● **PROBLEM REQUIREMENTS**
If a line in the entries contains the string "terminal", include that line in your answer.

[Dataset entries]
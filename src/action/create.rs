//! Action wrapper - reports pending/success/error around a payload creator

use std::fmt;
use std::future::Future;
use std::sync::Arc;

use futures::FutureExt;
use serde_json::Value;
use tracing::{debug, instrument, warn};

use crate::error::StagehandError;
use crate::payload::{Outcome, Payload, Pending};
use crate::runtime::Resolver;

use super::{Commit, Mutation, Status};

/// What a payload creator produced
pub enum ActionPayload {
    /// Plain value, committed as-is
    Value(Value),
    /// Single asynchronous value
    Deferred(Pending),
    /// Record of entries, resolved by the [`Resolver`] when any entry is not ready
    Record(Payload),
}

impl ActionPayload {
    pub fn deferred<F>(future: F) -> Self
    where
        F: Future<Output = Outcome> + Send + 'static,
    {
        ActionPayload::Deferred(future.boxed())
    }

    pub fn is_deferred(&self) -> bool {
        matches!(self, ActionPayload::Deferred(_))
    }

    pub fn is_record(&self) -> bool {
        matches!(self, ActionPayload::Record(_))
    }
}

impl fmt::Debug for ActionPayload {
    fn fmt(&self, f: &mut fmt::Formatter<'_>) -> fmt::Result {
        match self {
            ActionPayload::Value(value) => f.debug_tuple("Value").field(value).finish(),
            ActionPayload::Deferred(_) => f.write_str("Deferred(..)"),
            ActionPayload::Record(payload) => f.debug_tuple("Record").field(payload).finish(),
        }
    }
}

impl From<Value> for ActionPayload {
    fn from(value: Value) -> Self {
        ActionPayload::Value(value)
    }
}

impl From<Payload> for ActionPayload {
    fn from(payload: Payload) -> Self {
        ActionPayload::Record(payload)
    }
}

/// Builds the payload from the dispatch arguments
pub type PayloadCreator = Arc<dyn Fn(&[Value]) -> ActionPayload + Send + Sync>;

/// A named action with its payload creator
#[derive(Clone)]
pub struct Action {
    action_type: Arc<str>,
    creator: PayloadCreator,
    resolver: Resolver,
}

impl Action {
    /// Action whose payload is its first argument (`Null` without arguments)
    pub fn new(action_type: impl Into<Arc<str>>) -> Self {
        Self::with_creator(action_type, |args: &[Value]| {
            ActionPayload::Value(args.first().cloned().unwrap_or(Value::Null))
        })
    }

    pub fn with_creator<F>(action_type: impl Into<Arc<str>>, creator: F) -> Self
    where
        F: Fn(&[Value]) -> ActionPayload + Send + Sync + 'static,
    {
        Self {
            action_type: action_type.into(),
            creator: Arc::new(creator),
            resolver: Resolver::default(),
        }
    }

    /// Use `resolver` for record payloads
    pub fn with_resolver(mut self, resolver: Resolver) -> Self {
        self.resolver = resolver;
        self
    }

    pub fn action_type(&self) -> &str {
        &self.action_type
    }

    /// Create the payload from `args` and commit its progress.
    ///
    /// Asynchronous payloads commit `pending` first and exactly one terminal
    /// mutation afterwards; everything else commits `success` right away.
    /// A record's `pending` carries its already-ready entries.
    /// Returns the terminal status.
    #[instrument(skip_all, fields(action = %self.action_type))]
    pub async fn dispatch<C>(&self, commit: &C, args: &[Value]) -> Status
    where
        C: Commit + ?Sized,
    {
        match (self.creator)(args) {
            ActionPayload::Deferred(pending) => {
                self.commit(commit, Mutation::pending());
                match tokio::spawn(pending).await {
                    Ok(Ok(value)) => self.commit(commit, Mutation::success(value)),
                    Ok(Err(rejection)) => {
                        warn!(reason = %rejection, "deferred payload rejected");
                        self.commit(commit, Mutation::error(rejection.into_reason()))
                    }
                    Err(e) => {
                        let e = StagehandError::EntryPanicked {
                            key: self.action_type.to_string(),
                            details: e.to_string(),
                        };
                        warn!(error = %e, "deferred payload panicked");
                        self.commit(commit, Mutation::error(e.reason()))
                    }
                }
            }
            ActionPayload::Record(payload) if payload.needs_resolution() => {
                self.commit(commit, Mutation::pending_with(payload.ready_values()));
                match self.resolver.run(payload, args).await {
                    Ok(resolved) => self.commit(commit, Mutation::success(resolved.into_value())),
                    Err(e) => {
                        warn!(error = %e, "payload resolution failed");
                        self.commit(commit, Mutation::error(e.reason()))
                    }
                }
            }
            ActionPayload::Record(payload) => {
                self.commit(commit, Mutation::success(payload.into_value()))
            }
            ActionPayload::Value(value) => self.commit(commit, Mutation::success(value)),
        }
    }

    fn commit<C>(&self, commit: &C, mutation: Mutation) -> Status
    where
        C: Commit + ?Sized,
    {
        let status = mutation.status;
        debug!(status = %status, "commit");
        commit.commit(&self.action_type, mutation);
        status
    }
}

impl fmt::Debug for Action {
    fn fmt(&self, f: &mut fmt::Formatter<'_>) -> fmt::Result {
        f.debug_struct("Action")
            .field("action_type", &self.action_type)
            .field("resolver", &self.resolver)
            .finish_non_exhaustive()
    }
}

● **FINISHED EXERCISE**
    /// Asynchronous payloads commit `pending` first and exactly one terminal
    /// Returns the terminal status.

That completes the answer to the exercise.